═══ Listed entries

//! Correlation primitives
//!
//! Zero-lag correlation of two equal-length sequences plus the sliding
//! variants used by the timing search.

use crate::dft::OfdmTransform;
use crate::PhyError;
use common::types::Sample;
use common::utils::next_power_of_2;

/// How the two sequences are combined
#[derive(Debug, Clone, Copy, PartialEq, Eq)]
pub enum CorrelationMode {
    /// `Σ a·conj(b)`
    Coherent,
    /// Real and imaginary parts correlated independently
    SplitQuadrature,
}

/// Zero-lag correlation of two equal-length sequences
///
/// With `normalized` set the coherent result is divided by `‖a‖·‖b‖` and each
/// split-quadrature component by its own component norms. A zero norm yields
/// zero.
pub fn correlate(
    a: &[Sample],
    b: &[Sample],
    normalized: bool,
    mode: CorrelationMode,
) -> Result<Sample, PhyError> {
    if a.len() != b.len() {
        return Err(PhyError::LengthMismatch {
            left: a.len(),
            right: b.len(),
        });
    }

    let value = match mode {
        CorrelationMode::Coherent => {
            let dot: Sample = a.iter().zip(b).map(|(x, y)| x * y.conj()).sum();
            if normalized {
                let norm = energy(a).sqrt() * energy(b).sqrt();
                if norm > 0.0 { dot / norm } else { Sample::new(0.0, 0.0) }
            } else {
                dot
            }
        }
        CorrelationMode::SplitQuadrature => {
            let re: f64 = a.iter().zip(b).map(|(x, y)| x.re * y.re).sum();
            let im: f64 = a.iter().zip(b).map(|(x, y)| x.im * y.im).sum();
            if normalized {
                let re_norm = component_norm(a, |s| s.re) * component_norm(b, |s| s.re);
                let im_norm = component_norm(a, |s| s.im) * component_norm(b, |s| s.im);
                Sample::new(safe_div(re, re_norm), safe_div(im, im_norm))
            } else {
                Sample::new(re, im)
            }
        }
    };

    Ok(value)
}

/// Normalized correlation magnitude of `reference` against every offset of
/// `signal` where it fits completely
pub fn sliding_correlation(signal: &[Sample], reference: &[Sample]) -> Vec<f64> {
    let len = reference.len();
    if len == 0 || signal.len() < len {
        return Vec::new();
    }
    let ref_norm = energy(reference).sqrt();

    signal
        .windows(len)
        .map(|window| {
            let dot: Sample = window.iter().zip(reference).map(|(x, y)| x * y.conj()).sum();
            let norm = energy(window).sqrt() * ref_norm;
            if norm > 0.0 { dot.norm() / norm } else { 0.0 }
        })
        .collect()
}

/// Unnormalized correlation magnitude at every full-overlap offset, computed
/// through the frequency domain
pub fn fast_correlation(signal: &[Sample], reference: &[Sample]) -> Vec<f64> {
    let len = reference.len();
    if len == 0 || signal.len() < len {
        return Vec::new();
    }

    let size = next_power_of_2(signal.len() + len - 1);
    let transform = OfdmTransform::new(size);

    let mut x = vec![Sample::new(0.0, 0.0); size];
    x[..signal.len()].copy_from_slice(signal);
    let mut r = vec![Sample::new(0.0, 0.0); size];
    r[..len].copy_from_slice(reference);

    transform.forward_in_place(&mut x);
    transform.forward_in_place(&mut r);
    for (xi, ri) in x.iter_mut().zip(&r) {
        *xi *= ri.conj();
    }
    transform.inverse_in_place(&mut x);

    let scale = 1.0 / size as f64;
    x[..=signal.len() - len]
        .iter()
        .map(|c| c.norm() * scale)
        .collect()
}

fn energy(samples: &[Sample]) -> f64 {
    samples.iter().map(|s| s.norm_sqr()).sum()
}

fn component_norm(samples: &[Sample], part: impl Fn(&Sample) -> f64) -> f64 {
    samples.iter().map(|s| part(s).powi(2)).sum::<f64>().sqrt()
}

fn safe_div(num: f64, den: f64) -> f64 {
    if den > 0.0 { num / den } else { 0.0 }
}

#[cfg(test)]
mod tests {
    use super::*;

    fn ramp(len: usize) -> Vec<Sample> {
        (0..len)
            .map(|n| Sample::from_polar(1.0 + n as f64 * 0.1, n as f64 * 0.7))
            .collect()
    }

    #[test]
    fn test_coherent_self_correlation() {
        let a = ramp(32);
        let c = correlate(&a, &a, true, CorrelationMode::Coherent).unwrap();
        assert!((c - Sample::new(1.0, 0.0)).norm() < 1e-12);

        // a rotated copy keeps magnitude 1 and reports the rotation
        let rotated: Vec<Sample> = a.iter().map(|s| s * Sample::from_polar(1.0, 0.3)).collect();
        let c = correlate(&rotated, &a, true, CorrelationMode::Coherent).unwrap();
        assert!((c.norm() - 1.0).abs() < 1e-12);
        assert!((c.arg() - 0.3).abs() < 1e-12);
    }

    #[test]
    fn test_split_quadrature() {
        let a = vec![Sample::new(1.0, 2.0), Sample::new(-1.0, 1.0)];
        let c = correlate(&a, &a, true, CorrelationMode::SplitQuadrature).unwrap();
        assert!((c - Sample::new(1.0, 1.0)).norm() < 1e-12);

        let raw = correlate(&a, &a, false, CorrelationMode::SplitQuadrature).unwrap();
        assert_eq!(raw, Sample::new(2.0, 5.0));
    }

    #[test]
    fn test_zero_norm_yields_zero() {
        let zeros = vec![Sample::new(0.0, 0.0); 4];
        let a = ramp(4);
        let c = correlate(&zeros, &a, true, CorrelationMode::Coherent).unwrap();
        assert_eq!(c, Sample::new(0.0, 0.0));

        let real_only = vec![Sample::new(1.0, 0.0); 4];
        let c = correlate(&real_only, &real_only, true, CorrelationMode::SplitQuadrature).unwrap();
        assert_eq!(c, Sample::new(1.0, 0.0));
    }

    #[test]
    fn test_length_mismatch() {
        let result = correlate(&ramp(3), &ramp(4), true, CorrelationMode::Coherent);
        assert!(matches!(result, Err(PhyError::LengthMismatch { left: 3, right: 4 })));
    }

    #[test]
    fn test_sliding_and_fast_agree_on_peak() {
        let reference = ramp(16);
        let mut signal = vec![Sample::new(0.01, -0.02); 100];
        signal[37..53].copy_from_slice(&reference);

        let slow = sliding_correlation(&signal, &reference);
        let fast = fast_correlation(&signal, &reference);
        assert_eq!(slow.len(), 85);
        assert_eq!(fast.len(), 85);

        let argmax = |v: &[f64]| {
            v.iter()
                .enumerate()
                .fold((0, f64::MIN), |best, (i, &x)| if x > best.1 { (i, x) } else { best })
                .0
        };
        assert_eq!(argmax(&slow), 37);
        assert_eq!(argmax(&fast), 37);
        assert!((slow[37] - 1.0).abs() < 1e-12);

        let expected = energy(&reference);
        assert!((fast[37] - expected).abs() < 1e-9 * expected);
    }
}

══════

Work instruction>
Nothing but the exact lines of the data above, from the line containing "assert_eq!(argmax(&slow), 37);" through the last, should appear in the answer.

Exercise result>
        assert_eq!(argmax(&slow), 37);
        assert_eq!(argmax(&fast), 37);
        assert!((slow[37] - 1.0).abs() < 1e-12);

        let expected = energy(&reference);
        assert!((fast[37] - expected).abs() < 1e-9 * expected);
    }
}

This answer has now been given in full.